» EXERCISE PROMPT
Examine each line of the data. Copy those that contain the string "several".

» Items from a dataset
──────────
pub(crate) static FUNCTIONS: &[Function] = &[
    function("add_global_arguments", COMPILER_ARGUMENT_ARGS, &[VOID]),
    function("add_global_link_arguments", COMPILER_ARGUMENT_ARGS, &[VOID]),
    function(
        "add_languages",
        &[
            varargs("language", &[STR]),
            kw("native", &[BOOL]),
            kw("required", REQUIRED),
        ],
        &[BOOL],
    ),
    function("add_project_arguments", COMPILER_ARGUMENT_ARGS, &[VOID]),
    function(
        "add_project_dependencies",
        &[
            varargs("dependencies", DEPS),
            required("language", STRS),
            kw("native", &[BOOL]),
        ],
        &[VOID],
    ),
    function("add_project_link_arguments", COMPILER_ARGUMENT_ARGS, &[VOID]),
    function(
        "add_test_setup",
        &[
            pos("setup_name", &[STR]),
            kw("env", ENV_LIKE),
            kw("exclude_suites", STRS),
            kw("exe_wrapper", &[STR, EXTERNAL_PROGRAM, Ty::List(&[STR, EXTERNAL_PROGRAM])]),
            kw("gdb", &[BOOL]),
            kw("is_default", &[BOOL]),
            kw("timeout_multiplier", &[INT]),
        ],
        &[VOID],
    ),
    function(
        "alias_target",
        &[pos("target_name", &[STR]), varargs("dep", &[TGT])],
        &[obj(ObjectKind::AliasTgt)],
    ),
    function(
        "assert",
        &[pos("condition", &[BOOL]), opt("message", &[STR])],
        &[VOID],
    ),
    function("benchmark", TEST_ARGS, &[VOID]),
    target_function("both_libraries", TARGET_ARGS, &[BOTH_LIBS]),
    target_function(
        "build_target",
        &[
            pos("target_name", &[STR]),
            varargs("source", SOURCES),
            kw("target_type", &[STR]),
        ],
        &[BUILD_TGT],
    ),
    function(
        "configuration_data",
        &[opt("data", &[Ty::Dict(&[STR, INT, BOOL])])],
        &[obj(ObjectKind::CfgData)],
    ),
    function(
        "configure_file",
        &[
            kw("capture", &[BOOL]),
            kw("command", COMMAND),
            kw("configuration", &[obj(ObjectKind::CfgData), Ty::Dict(&[STR, INT, BOOL])]),
            kw("copy", &[BOOL]),
            kw("depfile", &[STR]),
            kw("encoding", &[STR]),
            kw("format", &[STR]),
            kw("input", &[STR, FILE, Ty::List(&[STR, FILE])]),
            kw("install", &[BOOL]),
            kw("install_dir", &[STR, BOOL]),
            kw("install_mode", INSTALL_MODE),
            kw("install_tag", &[STR]),
            required("output", &[STR]),
            kw("output_format", &[STR]),
        ],
        &[FILE],
    ),
    function(
        "custom_target",
        &[
            opt("name", &[STR]),
            kw("build_always", &[BOOL]),
            kw("build_always_stale", &[BOOL]),
            kw("build_by_default", &[BOOL]),
            kw("capture", &[BOOL]),
            kw("command", COMMAND),
            kw("console", &[BOOL]),
            kw("depend_files", &[STR, FILE, Ty::List(&[STR, FILE])]),
            kw("depends", &[BUILD_TGT, CUSTOM_TGT, Ty::List(&[BUILD_TGT, CUSTOM_TGT])]),
            kw("depfile", &[STR]),
            kw("env", ENV_LIKE),
            kw("feed", &[BOOL]),
            kw("input", SOURCES),
            kw("install", &[BOOL]),
            kw("install_dir", INSTALL_DIR),
            kw("install_mode", INSTALL_MODE),
            kw("install_tag", STRS),
            kw("output", STRS),
        ],
        &[CUSTOM_TGT],
    ),
    function("debug", MESSAGE_ARGS, &[VOID]),
    function(
        "declare_dependency",
        &[
            kw("compile_args", STRS),
            kw("d_import_dirs", STRS),
            kw("d_module_versions", STRS),
            kw("dependencies", DEPS),
            kw("extra_files", &[STR, FILE, Ty::List(&[STR, FILE])]),
            kw("include_directories", &[INC, STR, Ty::List(&[INC, STR])]),
            kw("link_args", STRS),
            kw("link_whole", LINK_TARGETS),
            kw("link_with", LINK_TARGETS),
            kw(
                "objects",
                &[obj(ObjectKind::ExtractedObj), Ty::List(&[obj(ObjectKind::ExtractedObj)])],
            ),
            kw("sources", SOURCES),
            kw("variables", &[Ty::Dict(&[STR]), Ty::List(&[STR])]),
            kw("version", &[STR]),
        ],
        &[DEP],
    ),
    function(
        "dependency",
        &[
            varargs("names", &[STR]),
            kw("allow_fallback", &[BOOL]),
            kw("cmake_args", STRS),
            kw("cmake_module_path", STRS),
            kw("cmake_package_version", &[STR]),
            kw("components", STRS),
            kw("default_options", &[Ty::List(&[STR]), Ty::Dict(&[STR, INT, BOOL])]),
            kw("disabler", &[BOOL]),
            kw("fallback", STRS),
            kw("include_type", &[STR]),
            kw("language", &[STR]),
            kw("main", &[BOOL]),
            kw("method", &[STR]),
            kw("modules", STRS),
            kw("native", &[BOOL]),
            kw("not_found_message", &[STR]),
            kw("optional_modules", STRS),
            kw("private_headers", &[BOOL]),
            kw("required", REQUIRED),
            kw("static", &[BOOL]),
            kw("version", STRS),
        ],
        &[DEP],
    ),
    function("disabler", &[], &[Ty::Disabler]),
    function(
        "environment",
        &[
            opt("env", &[STR, Ty::List(&[STR]), Ty::Dict(&[STR, Ty::List(&[STR])])]),
            kw("method", &[STR]),
            kw("separator", &[STR]),
        ],
        &[ENV],
    ),
    function("error", MESSAGE_ARGS, &[VOID]),
    target_function("executable", TARGET_ARGS, &[EXE]),
    function(
        "files",
        &[varargs("file", &[STR])],
        &[Ty::List(&[FILE])],
    ),
    function(
        "find_program",
        &[
            pos("program_name", &[STR, FILE]),
            varargs("fallback", &[STR, FILE]),
            kw("dirs", STRS),
            kw("disabler", &[BOOL]),
            kw("native", &[BOOL]),
            kw("required", REQUIRED),
            kw("version", STRS),
            kw("version_argument", &[STR]),
        ],
        &[EXTERNAL_PROGRAM],
    ),
    function(
        "generator",
        &[
            pos("exe", &[EXE, EXTERNAL_PROGRAM]),
            kw("arguments", STRS),
            kw("capture", &[BOOL]),
            kw("depends", &[BUILD_TGT, CUSTOM_TGT, Ty::List(&[BUILD_TGT, CUSTOM_TGT])]),
            kw("depfile", &[STR]),
            kw("output", STRS),
        ],
        &[obj(ObjectKind::Generator)],
    ),
    function(
        "get_option",
        &[pos("option_name", &[STR])],
        &[STR, INT, BOOL, FEATURE, Ty::List(&[STR, INT, BOOL])],
    ),
    function(
        "get_variable",
        &[pos("variable_name", &[STR]), opt("default", &[ANY])],
        &[ANY],
    ),
    function(
        "import",
        &[
            pos("module_name", &[STR]),
            kw("disabler", &[BOOL]),
            kw("required", REQUIRED),
        ],
        &[obj(ObjectKind::Module)],
    ),
    function(
        "include_directories",
        &[varargs("includes", &[STR, INC]), kw("is_system", &[BOOL])],
        &[INC],
    ),
    function(
        "install_data",
        &[
            varargs("file", &[STR, FILE]),
            kw("follow_symlinks", &[BOOL]),
            kw("install_dir", &[STR]),
            kw("install_mode", INSTALL_MODE),
            kw("install_tag", &[STR]),
            kw("preserve_path", &[BOOL]),
            kw("rename", STRS),
            kw("sources", &[STR, FILE, Ty::List(&[STR, FILE])]),
        ],
        &[VOID],
    ),
    function(
        "install_emptydir",
        &[
            varargs("dirpath", &[STR]),
            kw("install_mode", INSTALL_MODE),
            kw("install_tag", &[STR]),
        ],
        &[VOID],
    ),
    function(
        "install_headers",
        &[
            varargs("file", &[STR, FILE]),
            kw("follow_symlinks", &[BOOL]),
            kw("install_dir", &[STR]),
            kw("install_mode", INSTALL_MODE),
            kw("preserve_path", &[BOOL]),
            kw("subdir", &[STR]),
        ],
        &[VOID],
    ),
    function(
        "install_man",
        &[
            varargs("file", &[STR, FILE]),
            kw("install_dir", &[STR]),
            kw("install_mode", INSTALL_MODE),
            kw("locale", &[STR]),
        ],
        &[VOID],
    ),
    function(
        "install_subdir",
        &[
            pos("subdir_name", &[STR]),
            kw("exclude_directories", STRS),
            kw("exclude_files", STRS),
            kw("follow_symlinks", &[BOOL]),
            kw("install_dir", &[STR]),
            kw("install_mode", INSTALL_MODE),
            kw("install_tag", &[STR]),
            kw("strip_directory", &[BOOL]),
        ],
        &[VOID],
    ),
    function(
        "install_symlink",
        &[
            pos("link_name", &[STR]),
            required("install_dir", &[STR]),
            kw("install_tag", &[STR]),
            required("pointing_to", &[STR]),
        ],
        &[VOID],
    ),
    function("is_disabler", &[pos("var", &[ANY])], &[BOOL]),
    function("is_variable", &[pos("var", &[STR])], &[BOOL]),
    target_function("jar", TARGET_ARGS, &[JAR]),
    function("join_paths", &[varargs("part", &[STR])], &[STR]),
    target_function("library", TARGET_ARGS, &[LIB]),
    function("message", MESSAGE_ARGS, &[VOID]),
    function(
        "project",
        &[
            pos("project_name", &[STR]),
            varargs("language", STRS),
            kw("default_options", &[Ty::List(&[STR]), Ty::Dict(&[STR, INT, BOOL])]),
            kw("license", STRS),
            kw("license_files", STRS),
            kw("meson_version", &[STR]),
            kw("subproject_dir", &[STR]),
            kw("version", &[STR, FILE]),
        ],
        &[VOID],
    ),
    function(
        "range",
        &[pos("start", &[INT]), opt("stop", &[INT]), opt("step", &[INT])],
        &[obj(ObjectKind::Range)],
    ),
    function(
        "run_command",
        &[
            varargs("command", &[STR, FILE, EXTERNAL_PROGRAM]),
            kw("capture", &[BOOL]),
            kw("check", &[BOOL]),
            kw("env", ENV_LIKE),
        ],
        &[obj(ObjectKind::RunResult)],
    ),
    function(
        "run_target",
        &[
            pos("target_name", &[STR]),
            required("command", COMMAND),
            kw("depends", &[BUILD_TGT, CUSTOM_TGT, Ty::List(&[BUILD_TGT, CUSTOM_TGT])]),
            kw("env", ENV_LIKE),
        ],
        &[obj(ObjectKind::RunTgt)],
    ),
    function(
        "set_variable",
        &[pos("variable_name", &[STR]), pos("value", &[ANY])],
        &[VOID],
    ),
    target_function("shared_library", TARGET_ARGS, &[LIB]),
    target_function("shared_module", TARGET_ARGS, &[BUILD_TGT]),
    target_function("static_library", TARGET_ARGS, &[LIB]),
    function(
        "structured_sources",
        &[
            pos("root", &[Ty::List(&[STR, FILE, CUSTOM_TGT, CUSTOM_IDX])]),
            opt("additional", &[Ty::Dict(&[STR, FILE, CUSTOM_TGT, CUSTOM_IDX])]),
        ],
        &[obj(ObjectKind::StructuredSrc)],
    ),
    function(
        "subdir",
        &[pos("dir_name", &[STR]), kw("if_found", DEPS)],
        &[VOID],
    ),
    function("subdir_done", &[], &[VOID]),
    function(
        "subproject",
        &[
            pos("subproject_name", &[STR]),
            kw("default_options", &[Ty::List(&[STR]), Ty::Dict(&[STR, INT, BOOL])]),
            kw("required", REQUIRED),
            kw("version", &[STR]),
        ],
        &[obj(ObjectKind::Subproject)],
    ),
    function(
        "summary",
        &[
            pos("key_or_dict", &[STR, Ty::Dict(&[ANY])]),
            opt("value", &[ANY]),
            kw("bool_yn", &[BOOL]),
            kw("list_sep", &[STR]),
            kw("section", &[STR]),
        ],
        &[VOID],
    ),
    function("test", TEST_ARGS, &[VOID]),
    function("unset_variable", &[pos("varname", &[STR])], &[VOID]),
    function(
        "vcs_tag",
        &[
            kw("command", COMMAND),
            kw("fallback", &[STR]),
            required("input", &[STR, FILE]),
            required("output", &[STR]),
            kw("replace_string", &[STR]),
        ],
        &[CUSTOM_TGT],
    ),
    function("warning", MESSAGE_ARGS, &[VOID]),
];
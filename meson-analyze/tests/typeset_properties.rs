//! Property-based tests for type set normalization.
//!
//! Arbitrary bags of types, including nested containers, are normalized and
//! checked against the canonical form every consumer relies on.

use meson_analyze::{dedup, ObjectKind, Type, TypeSet};
use proptest::prelude::*;

fn object_kind() -> impl Strategy<Value = ObjectKind> {
    prop_oneof![
        Just(ObjectKind::Exe),
        Just(ObjectKind::Lib),
        Just(ObjectKind::Dep),
        Just(ObjectKind::File),
        Just(ObjectKind::Compiler),
        Just(ObjectKind::Tgt),
    ]
}

fn leaf_type() -> impl Strategy<Value = Type> {
    prop_oneof![
        Just(Type::Any),
        Just(Type::Bool),
        Just(Type::Int),
        Just(Type::Str),
        Just(Type::Void),
        Just(Type::Disabler),
        object_kind().prop_map(Type::Object),
    ]
}

fn arb_type() -> impl Strategy<Value = Type> {
    leaf_type().prop_recursive(3, 24, 4, |inner| {
        prop_oneof![
            prop::collection::vec(inner.clone(), 0..4).prop_map(Type::list_of),
            prop::collection::vec(inner, 0..4).prop_map(Type::dict_of),
        ]
    })
}

fn arb_bag() -> impl Strategy<Value = Vec<Type>> {
    prop::collection::vec(arb_type(), 0..8)
}

/// Checks the canonical-form rules on `set` and every nested element set.
fn assert_canonical(set: &TypeSet) -> Result<(), TestCaseError> {
    for scalar in [Type::Any, Type::Bool, Type::Int, Type::Str, Type::Disabler] {
        let count = set.iter().filter(|ty| **ty == scalar).count();
        prop_assert!(count <= 1, "{} appears {} times in {}", scalar, count, set);
    }
    let lists = set.iter().filter(|ty| matches!(ty, Type::List(_))).count();
    let dicts = set.iter().filter(|ty| matches!(ty, Type::Dict(_))).count();
    prop_assert!(lists <= 1, "several lists in {}", set);
    prop_assert!(dicts <= 1, "several dicts in {}", set);
    if set.contains(&Type::Void) {
        prop_assert_eq!(set.len(), 1, "void next to other types in {}", set);
    }
    for ty in set {
        if let Type::List(inner) | Type::Dict(inner) = ty {
            assert_canonical(inner)?;
        }
    }
    Ok(())
}

proptest! {
    #[test]
    fn normalization_is_canonical(bag in arb_bag()) {
        assert_canonical(&dedup(bag))?;
    }

    #[test]
    fn normalization_is_idempotent(bag in arb_bag()) {
        let once = dedup(bag);
        let twice = dedup(once.iter().cloned());
        prop_assert_eq!(once, twice);
    }

    #[test]
    fn input_order_does_not_matter(bag in arb_bag()) {
        let mut reversed = bag.clone();
        reversed.reverse();
        prop_assert_eq!(dedup(bag), dedup(reversed));
    }

    #[test]
    fn union_keeps_every_kind(a in arb_bag(), b in arb_bag()) {
        let left = dedup(a);
        let right = dedup(b);
        let union = left.union(&right);
        for ty in left.iter().chain(right.iter()) {
            if *ty == Type::Void {
                continue;
            }
            prop_assert!(
                union.iter().any(|member| member.matches_kind(ty) && ty.matches_kind(member)),
                "{} lost from {}", ty, union
            );
        }
        prop_assert_eq!(union.clone(), right.union(&left));
    }
}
──────────
» ANSWER TO THIS TASK
    prop_assert!(lists <= 1, "several lists in {}", set);
    prop_assert!(dicts <= 1, "several dicts in {}", set);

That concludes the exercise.